Most companies don’t collapse from starvation. They collapse from indigestion.

They take on too much—too many customers, too many features, too many goals—and choke on their own ambition. Growth sounds good until you realize every step up the ladder adds weight to your shoulders. Eventually, you’re carrying more than you can stand.

I didn’t fully get this until I dove into the work of David Heinemeier Hansson—DHH—and his partner Jason Fried. They run 37signals, a company you’ve probably never heard of. That’s the point. They’re not chasing headlines. They don’t take venture capital. They’ve been profitable for years, doing work they actually like, with a team that isn’t running on fumes. In a business culture obsessed with “big”, their existence is almost an act of rebellion.

The modern business script is predictable: start small, scale fast, raise money, hire endlessly, grab market share, and keep climbing until you either sell or burn out. Few stop to ask if any of it makes sense. Big isn’t always better. Sometimes it’s worse in every way except on paper.

A smaller, calmer company is a dangerous competitor. It can turn faster, waste less, and survive market shocks that break larger, overextended rivals. Fewer moving parts means fewer disasters. More focus means better work. This isn’t romantic—it’s just practical.
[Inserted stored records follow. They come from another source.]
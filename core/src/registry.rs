//! The flag registry: every catalog plus each subcommand's effective flag set.
//!
//! A [`FlagRegistry`] is built once at startup and then passed by reference to
//! whatever needs to resolve flags. [`RegistryBuilder::build`] assembles and
//! validates every command flag set up front, so a registry that exists is
//! free of duplicate spellings and dangling catalog references.
//!
//! # Examples
//!
//! ```
//! use flag_registry_core::{CommandFlags, FlagCatalog, FlagRegistry};
//!
//! let base = FlagCatalog::builder("base")
//!     .flag("WORKING_DIR", "--working-dir", Some("-w"))
//!     .flag("NO_CACHE", "--no-cache", None)
//!     .build()
//!     .unwrap();
//! let general = FlagCatalog::builder("general")
//!     .flag("OUTPUT_PATH", "--output-path", Some("-o"))
//!     .flag("NO_TRANSITIVE", "--no-transitive", None)
//!     .build()
//!     .unwrap();
//!
//! let registry = FlagRegistry::builder()
//!     .catalog(base)
//!     .catalog(general)
//!     .command(CommandFlags::new("download-package").with_catalog("base").with_flag("general", "NO_TRANSITIVE"))
//!     .build()
//!     .unwrap();
//!
//! let entry = registry.resolve("download-package", "--no-transitive").unwrap().unwrap();
//! assert_eq!(entry.group(), "general");
//! assert!(registry.resolve("download-package", "-o").unwrap().is_none());
//! ```

use std::collections::HashSet;

use serde::{Deserialize, Serialize};
use tracing::info;

use crate::catalog::{FlagCatalog, FlagEntry};
use crate::error::{RegistryError, Result};

/// Recipe for one subcommand's effective flag set.
///
/// Whole catalogs come first, in the order added, followed by individually
/// picked flags.
#[derive(Debug, Clone, PartialEq, Eq, Serialize, Deserialize)]
pub struct CommandFlags {
    /// Subcommand name, e.g. `eval` or `project package`.
    pub name: String,
    /// Catalogs included wholesale.
    #[serde(default)]
    pub catalogs: Vec<String>,
    /// Single flags picked from other catalogs.
    #[serde(default)]
    pub flags: Vec<FlagRef>,
}

/// Reference to one flag by catalog name and symbolic key.
#[derive(Debug, Clone, PartialEq, Eq, Serialize, Deserialize)]
pub struct FlagRef {
    pub catalog: String,
    pub key: String,
}

impl CommandFlags {
    /// Starts an empty recipe for `name`.
    pub fn new(name: &str) -> Self {
        Self {
            name: name.to_string(),
            catalogs: Vec::new(),
            flags: Vec::new(),
        }
    }

    /// Includes every flag of `catalog`.
    pub fn with_catalog(mut self, catalog: &str) -> Self {
        self.catalogs.push(catalog.to_string());
        self
    }

    /// Includes the single flag `key` of `catalog`.
    pub fn with_flag(mut self, catalog: &str, key: &str) -> Self {
        self.flags.push(FlagRef {
            catalog: catalog.to_string(),
            key: key.to_string(),
        });
        self
    }
}

/// Validated set of named catalogs and per-command flag sets.
///
/// All data is owned and immutable, so a registry can be shared across
/// threads without locking.
#[derive(Debug, Clone)]
pub struct FlagRegistry {
    catalogs: Vec<FlagCatalog>,
    commands: Vec<FlagCatalog>,
    recipes: Vec<CommandFlags>,
}

impl FlagRegistry {
    /// Returns an empty [`RegistryBuilder`].
    pub fn builder() -> RegistryBuilder {
        RegistryBuilder::default()
    }

    /// Returns the catalog registered as `name`.
    ///
    /// # Errors
    ///
    /// Returns [`RegistryError::UnknownCatalog`] for an unregistered name.
    pub fn catalog(&self, name: &str) -> Result<&FlagCatalog> {
        self.catalogs
            .iter()
            .find(|c| c.name() == name)
            .ok_or_else(|| RegistryError::UnknownCatalog(name.to_string()))
    }

    /// Returns the effective flag set of command `name`.
    ///
    /// # Errors
    ///
    /// Returns [`RegistryError::UnknownCommand`] for an unregistered name.
    pub fn command(&self, name: &str) -> Result<&FlagCatalog> {
        self.commands
            .iter()
            .find(|c| c.name() == name)
            .ok_or_else(|| RegistryError::UnknownCommand(name.to_string()))
    }

    /// Registered catalogs in declaration order.
    pub fn catalogs(&self) -> impl Iterator<Item = &FlagCatalog> + Clone + '_ {
        self.catalogs.iter()
    }

    /// Assembled command flag sets in declaration order.
    pub fn commands(&self) -> impl Iterator<Item = &FlagCatalog> + Clone + '_ {
        self.commands.iter()
    }

    /// The recipes the command flag sets were assembled from.
    pub fn command_recipes(&self) -> &[CommandFlags] {
        &self.recipes
    }

    /// Resolves `token` against the flag set of `command`.
    ///
    /// # Errors
    ///
    /// Returns [`RegistryError::UnknownCommand`] if `command` is not
    /// registered. An unmatched token is `Ok(None)`.
    pub fn resolve(&self, command: &str, token: &str) -> Result<Option<&FlagEntry>> {
        Ok(self.command(command)?.resolve(token))
    }
}

/// Collects catalogs and command recipes for a [`FlagRegistry`].
#[derive(Debug, Default)]
pub struct RegistryBuilder {
    catalogs: Vec<FlagCatalog>,
    recipes: Vec<CommandFlags>,
}

impl RegistryBuilder {
    /// Registers a catalog.
    pub fn catalog(mut self, catalog: FlagCatalog) -> Self {
        self.catalogs.push(catalog);
        self
    }

    /// Registers a command recipe.
    pub fn command(mut self, recipe: CommandFlags) -> Self {
        self.recipes.push(recipe);
        self
    }

    /// Assembles every command flag set and validates the whole registry.
    ///
    /// # Errors
    ///
    /// Returns the first of [`RegistryError::DuplicateCatalog`],
    /// [`RegistryError::DuplicateCommand`], [`RegistryError::UnknownCatalog`],
    /// [`RegistryError::UnknownFlagKey`], or an assembly error from
    /// [`FlagCatalog::union`] semantics.
    pub fn build(self) -> Result<FlagRegistry> {
        let commands = self.assemble_commands()?;

        info!(
            catalogs = self.catalogs.len(),
            commands = commands.len(),
            "Built flag registry"
        );
        Ok(FlagRegistry {
            catalogs: self.catalogs,
            commands,
            recipes: self.recipes,
        })
    }

    fn assemble_commands(&self) -> Result<Vec<FlagCatalog>> {
        let mut seen = HashSet::new();
        for catalog in &self.catalogs {
            if !seen.insert(catalog.name()) {
                return Err(RegistryError::DuplicateCatalog(catalog.name().to_string()));
            }
        }

        let find = |name: &str| {
            self.catalogs
                .iter()
                .find(|c| c.name() == name)
                .ok_or_else(|| RegistryError::UnknownCatalog(name.to_string()))
        };

        let mut seen = HashSet::new();
        let mut commands = Vec::with_capacity(self.recipes.len());
        for recipe in &self.recipes {
            if !seen.insert(recipe.name.as_str()) {
                return Err(RegistryError::DuplicateCommand(recipe.name.clone()));
            }

            let mut entries: Vec<FlagEntry> = Vec::new();
            for name in &recipe.catalogs {
                entries.extend(find(name.as_str())?.entries().cloned());
            }
            for flag in &recipe.flags {
                entries.push(find(flag.catalog.as_str())?.entry(&flag.key)?.clone());
            }
            commands.push(FlagCatalog::from_entries(recipe.name.clone(), entries)?);
        }
        Ok(commands)
    }
}

#[cfg(test)]
mod tests {
    use super::*;

    fn base() -> FlagCatalog {
        FlagCatalog::builder("base")
            .flag("WORKING_DIR", "--working-dir", Some("-w"))
            .flag("FORMAT", "--format", Some("-f"))
            .build()
            .unwrap()
    }

    fn project() -> FlagCatalog {
        FlagCatalog::builder("project")
            .flag("PROJECT_DIR", "--project-dir", None)
            .build()
            .unwrap()
    }

    #[test]
    fn test_build_and_resolve() {
        let registry = FlagRegistry::builder()
            .catalog(base())
            .catalog(project())
            .command(CommandFlags::new("repl").with_catalog("base").with_catalog("project"))
            .build()
            .unwrap();

        let repl = registry.command("repl").unwrap();
        assert_eq!(repl.len(), 3);
        assert_eq!(
            registry.resolve("repl", "-w").unwrap().unwrap().key(),
            "WORKING_DIR"
        );
        assert!(registry.resolve("repl", "-x").unwrap().is_none());
        assert_eq!(
            registry.resolve("eval", "-w").unwrap_err(),
            RegistryError::UnknownCommand("eval".to_string())
        );
    }

    #[test]
    fn test_picked_flags_follow_whole_catalogs() {
        let registry = FlagRegistry::builder()
            .catalog(base())
            .catalog(project())
            .command(
                CommandFlags::new("resolve")
                    .with_flag("project", "PROJECT_DIR")
                    .with_catalog("base"),
            )
            .build()
            .unwrap();

        let keys: Vec<&str> = registry
            .command("resolve")
            .unwrap()
            .entries()
            .map(FlagEntry::key)
            .collect();
        assert_eq!(keys, vec!["WORKING_DIR", "FORMAT", "PROJECT_DIR"]);
    }

    #[test]
    fn test_collision_between_catalogs_fails_build() {
        let clashing = FlagCatalog::builder("output")
            .flag("OUTPUT_FORMAT", "--format", Some("-f"))
            .build()
            .unwrap();

        let err = FlagRegistry::builder()
            .catalog(base())
            .catalog(clashing)
            .command(CommandFlags::new("eval").with_catalog("base").with_catalog("output"))
            .build()
            .unwrap_err();

        assert_eq!(
            err,
            RegistryError::DuplicateFlagSpelling {
                spelling: "-f".to_string(),
                catalog: "eval".to_string(),
                keys: vec!["FORMAT".to_string(), "OUTPUT_FORMAT".to_string()],
            }
        );
    }

    #[test]
    fn test_collision_names_the_command_being_assembled() {
        let clashing = FlagCatalog::builder("output")
            .flag("OUTPUT_FORMAT", "--format", Some("-f"))
            .build()
            .unwrap();

        let err = FlagRegistry::builder()
            .catalog(base())
            .catalog(clashing)
            .command(CommandFlags::new("eval").with_catalog("base"))
            .command(CommandFlags::new("render").with_catalog("base").with_catalog("output"))
            .build()
            .unwrap_err();

        assert!(matches!(
            err,
            RegistryError::DuplicateFlagSpelling { ref catalog, .. } if catalog == "render"
        ));
        assert!(err.to_string().contains("in render"));
    }

    #[test]
    fn test_clashing_catalogs_allowed_when_never_combined() {
        let clashing = FlagCatalog::builder("output")
            .flag("OUTPUT_FORMAT", "--format", Some("-f"))
            .build()
            .unwrap();

        let registry = FlagRegistry::builder()
            .catalog(base())
            .catalog(clashing)
            .command(CommandFlags::new("eval").with_catalog("base"))
            .command(CommandFlags::new("render").with_catalog("output"))
            .build()
            .unwrap();

        assert_eq!(
            registry.resolve("render", "-f").unwrap().unwrap().key(),
            "OUTPUT_FORMAT"
        );
    }

    #[test]
    fn test_wiring_errors() {
        let err = FlagRegistry::builder()
            .catalog(base())
            .catalog(base())
            .build()
            .unwrap_err();
        assert_eq!(err, RegistryError::DuplicateCatalog("base".to_string()));

        let err = FlagRegistry::builder()
            .catalog(base())
            .command(CommandFlags::new("eval").with_catalog("base"))
            .command(CommandFlags::new("eval").with_catalog("base"))
            .build()
            .unwrap_err();
        assert_eq!(err, RegistryError::DuplicateCommand("eval".to_string()));

        let err = FlagRegistry::builder()
            .catalog(base())
            .command(CommandFlags::new("eval").with_catalog("missing"))
            .build()
            .unwrap_err();
        assert_eq!(err, RegistryError::UnknownCatalog("missing".to_string()));

        let err = FlagRegistry::builder()
            .catalog(base())
            .command(CommandFlags::new("eval").with_flag("base", "TIMEOUT"))
            .build()
            .unwrap_err();
        assert_eq!(
            err,
            RegistryError::UnknownFlagKey {
                key: "TIMEOUT".to_string(),
                catalog: "base".to_string(),
            }
        );
    }

    #[test]
    fn test_registry_is_shareable_across_threads() {
        fn assert_send_sync<T: Send + Sync>() {}
        assert_send_sync::<FlagRegistry>();

        let registry = FlagRegistry::builder()
            .catalog(base())
            .command(CommandFlags::new("eval").with_catalog("base"))
            .build()
            .unwrap();

        std::thread::scope(|scope| {
            let handles: Vec<_> = (0..4)
                .map(|_| scope.spawn(|| registry.resolve("eval", "-f").unwrap().map(FlagEntry::key)))
                .collect();
            for handle in handles {
                assert_eq!(handle.join().unwrap(), Some("FORMAT"));
            }
        });
    }
}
But “enough” is a hard sell in business culture. Investors want infinite returns. Founders want to be remembered. Employees want to climb. Yet a business that runs at a sustainable size, with profitable work and measured growth, is rare. And it can last decades without exhausting the people who keep it alive.

Time is the most valuable profit. Money buys options, but time buys life. If a business eats every hour you have, it’s not a success—it’s a trap. Work should support your life, not replace it. As Seneca wrote, “We are always complaining that our days are few, and acting as though there will be no end of them.”

Busyness is not progress. Long hours, stacked meetings, constant “urgency”—these are symptoms of a system without boundaries. Work expands to fill the time you give it. If you give it all of your time, it will take all of your life. Productivity isn’t about doing more. It’s about needing to do less.

Longevity beats intensity. A business that stays small and strong for twenty years will outlast most that try to triple in size every quarter. The slow path isn’t flashy, but it’s far more likely to leave you with both a company and a life worth having.

The future won’t reward those who take on the most. It will reward those who can keep going the longest without breaking. That’s not about ambition. It’s about restraint.

Build less, and you might end up with more—more time, more focus, more years you actually get to enjoy.

Because the only kind of growth worth chasing is the kind you can live with.